[[ Listed entries, beginning ]]

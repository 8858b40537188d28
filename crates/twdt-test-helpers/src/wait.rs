//! Polling helpers for tests that depend on real timers.

use std::thread;
use std::time::{Duration, Instant};

/// Upper bound used by [`wait_until_default`].
pub const DEFAULT_WAIT: Duration = Duration::from_secs(5);

const POLL_INTERVAL: Duration = Duration::from_millis(1);

/// Poll `condition` until it holds or `timeout` passes. Returns whether it
/// held.
pub fn wait_until(timeout: Duration, mut condition: impl FnMut() -> bool) -> bool {
    let deadline = Instant::now() + timeout;
    loop {
        if condition() {
            return true;
        }
        if Instant::now() >= deadline {
            return false;
        }
        thread::sleep(POLL_INTERVAL);
    }
}

/// [`wait_until`] with [`DEFAULT_WAIT`].
pub fn wait_until_default(condition: impl FnMut() -> bool) -> bool {
    wait_until(DEFAULT_WAIT, condition)
}
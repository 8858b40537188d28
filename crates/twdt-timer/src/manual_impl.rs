//! Manually clocked timer backend.
//!
//! Time only moves when [`ManualTimerBackend::advance`] is called, which makes
//! expiry ordering fully deterministic in tests. Expiry callbacks run on the
//! thread calling `advance` or `fire`.

use crate::error::{TimerError, TimerResult};
use crate::state::{TimerState, TimerStats, TimerStatus};
use crate::timer::{
    AllocationSlot, SlotGuard, TimeoutCallback, TimerBackend, TimerTick, WatchdogTimer,
    validate_period,
};
use parking_lot::Mutex;
use std::sync::Arc;
use std::time::Duration;

/// Backend driven by an explicit simulated clock.
///
/// The backend keeps a handle on its live timer so tests can inspect and
/// drive it after handing the timer itself to the code under test.
///
/// # Example
///
/// ```rust
/// use std::sync::Arc;
/// use std::sync::atomic::{AtomicU32, Ordering};
/// use std::time::Duration;
/// use twdt_timer::prelude::*;
///
/// let backend = ManualTimerBackend::new();
/// let fired = Arc::new(AtomicU32::new(0));
/// let counter = Arc::clone(&fired);
/// let mut timer = backend
///     .allocate(Duration::from_millis(100), Arc::new(move |_tick: TimerTick| {
///         counter.fetch_add(1, Ordering::SeqCst);
///     }))
///     .expect("allocate");
///
/// timer.restart().expect("restart");
/// assert_eq!(backend.advance(Duration::from_millis(250)), 2);
/// assert_eq!(fired.load(Ordering::SeqCst), 2);
/// ```
#[derive(Debug, Clone, Default)]
pub struct ManualTimerBackend {
    slot: AllocationSlot,
    live: Arc<Mutex<Option<Arc<Core>>>>,
}

struct Core {
    control: Mutex<Control>,
    state: TimerState,
    callback: TimeoutCallback,
}

impl core::fmt::Debug for Core {
    fn fmt(&self, f: &mut core::fmt::Formatter<'_>) -> core::fmt::Result {
        f.debug_struct("Core")
            .field("control", &self.control)
            .field("state", &self.state)
            .finish_non_exhaustive()
    }
}

#[derive(Debug)]
struct Control {
    period: Duration,
    elapsed: Duration,
    generation: u64,
    sequence: u64,
}

impl ManualTimerBackend {
    /// Create a backend with no live timer.
    #[must_use]
    pub fn new() -> Self {
        Self::default()
    }

    fn live(&self) -> Option<Arc<Core>> {
        self.live.lock().clone()
    }

    /// Advance the simulated clock, delivering every expiry that falls inside
    /// the interval. Returns the number of expiries delivered.
    pub fn advance(&self, by: Duration) -> usize {
        let Some(core) = self.live() else {
            return 0;
        };

        let mut budget = by;
        let mut fired = 0usize;
        loop {
            let tick = {
                let mut control = core.control.lock();
                if core.state.status() != TimerStatus::Running {
                    break;
                }
                let remaining = control.period.saturating_sub(control.elapsed);
                if budget < remaining {
                    control.elapsed = control.elapsed.saturating_add(budget);
                    break;
                }
                budget = budget.saturating_sub(remaining);
                control.elapsed = Duration::ZERO;
                control.sequence = control.sequence.wrapping_add(1);
                TimerTick {
                    generation: control.generation,
                    sequence: control.sequence,
                }
            };

            core.state.record_fire();
            (core.callback)(tick);
            fired = fired.saturating_add(1);
        }
        fired
    }

    /// Force an immediate expiry of a running timer, as if its full period
    /// had elapsed. Returns `false` if no timer is running.
    pub fn fire(&self) -> bool {
        let Some(core) = self.live() else {
            return false;
        };
        let tick = {
            let mut control = core.control.lock();
            if core.state.status() != TimerStatus::Running {
                return false;
            }
            control.elapsed = Duration::ZERO;
            control.sequence = control.sequence.wrapping_add(1);
            TimerTick {
                generation: control.generation,
                sequence: control.sequence,
            }
        };
        core.state.record_fire();
        (core.callback)(tick);
        true
    }

    /// Whether a timer is allocated from this backend.
    #[must_use]
    pub fn has_live_timer(&self) -> bool {
        self.slot.is_claimed()
    }

    /// Whether the live timer is counting down.
    #[must_use]
    pub fn is_running(&self) -> bool {
        self.live()
            .is_some_and(|core| core.state.status() == TimerStatus::Running)
    }

    /// Period of the live timer.
    #[must_use]
    pub fn period(&self) -> Option<Duration> {
        self.live().map(|core| core.control.lock().period)
    }

    /// Simulated time since the live timer was last restarted or expired.
    #[must_use]
    pub fn elapsed(&self) -> Option<Duration> {
        self.live().map(|core| core.control.lock().elapsed)
    }

    /// Counter snapshot of the live timer.
    #[must_use]
    pub fn stats(&self) -> Option<TimerStats> {
        self.live().map(|core| core.state.stats())
    }
}

impl TimerBackend for ManualTimerBackend {
    fn allocate(
        &self,
        period: Duration,
        callback: TimeoutCallback,
    ) -> TimerResult<Box<dyn WatchdogTimer>> {
        validate_period(period)?;
        let slot = self.slot.claim()?;

        let core = Arc::new(Core {
            control: Mutex::new(Control {
                period,
                elapsed: Duration::ZERO,
                generation: 0,
                sequence: 0,
            }),
            state: TimerState::new(),
            callback,
        });
        *self.live.lock() = Some(Arc::clone(&core));

        Ok(Box::new(ManualTimer {
            core,
            live: Arc::clone(&self.live),
            slot: Some(slot),
        }))
    }

    fn name(&self) -> &'static str {
        "manual"
    }
}

/// Timer handle returned by [`ManualTimerBackend`].
#[derive(Debug)]
pub struct ManualTimer {
    core: Arc<Core>,
    live: Arc<Mutex<Option<Arc<Core>>>>,
    slot: Option<SlotGuard>,
}

impl WatchdogTimer for ManualTimer {
    fn reconfigure(&mut self, period: Duration) -> TimerResult<()> {
        match self.core.state.status() {
            TimerStatus::Freed => return Err(TimerError::Freed),
            TimerStatus::Running => {
                return Err(TimerError::invalid_state(
                    "timer must be stopped before it can be reconfigured",
                ));
            }
            TimerStatus::Stopped => {}
        }
        validate_period(period)?;
        let mut control = self.core.control.lock();
        control.period = period;
        control.generation = control.generation.wrapping_add(1);
        Ok(())
    }

    fn restart(&mut self) -> TimerResult<()> {
        self.core.state.restart()?;
        let mut control = self.core.control.lock();
        control.elapsed = Duration::ZERO;
        control.generation = control.generation.wrapping_add(1);
        Ok(())
    }

    fn stop(&mut self) -> TimerResult<()> {
        self.core.state.stop()?;
        let mut control = self.core.control.lock();
        control.elapsed = Duration::ZERO;
        control.generation = control.generation.wrapping_add(1);
        Ok(())
    }

    fn free(&mut self) -> TimerResult<()> {
        if !self.core.state.free() {
            return Ok(());
        }
        let mut live = self.live.lock();
        if live
            .as_ref()
            .is_some_and(|current| Arc::ptr_eq(current, &self.core))
        {
            *live = None;
        }
        drop(live);
        self.slot = None;
        Ok(())
    }

    fn period(&self) -> Duration {
        self.core.control.lock().period
    }

    fn status(&self) -> TimerStatus {
        self.core.state.status()
    }

    fn stats(&self) -> TimerStats {
        self.core.state.stats()
    }

    fn is_current(&self, tick: TimerTick) -> bool {
        self.status() == TimerStatus::Running
            && self.core.control.lock().generation == tick.generation
    }
}

impl Drop for ManualTimer {
    fn drop(&mut self) {
        if let Err(e) = self.free() {
            tracing::error!(error = %e, "Failed to free manual watchdog timer on drop");
        }
    }
}
//! Error types for twdt-sim

use thiserror::Error;

#[derive(Error, Debug)]
pub enum CliError {
    #[error("Invalid configuration: {0}")]
    InvalidConfiguration(String),

    #[error("Worker {0} panicked")]
    WorkerPanicked(usize),

    #[error("Watchdog error: {0}")]
    Watchdog(#[from] twdt::TwdtError),

    #[error("IO error: {0}")]
    Io(#[from] std::io::Error),

    #[error("JSON error: {0}")]
    Json(#[from] serde_json::Error),
}

impl CliError {
    /// Process exit code for this error.
    pub fn exit_code(&self) -> i32 {
        match self {
            Self::InvalidConfiguration(_) | Self::Json(_) => 2,
            Self::Watchdog(_) | Self::WorkerPanicked(_) => 3,
            Self::Io(_) => 4,
        }
    }
}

[[ Listed entries, end ]]

* **Task description**:
Search the entries for the word "WorkerPanicked". Copy each line where it appears.

* **Response box**:
    WorkerPanicked(usize),
            Self::Watchdog(_) | Self::WorkerPanicked(_) => 3,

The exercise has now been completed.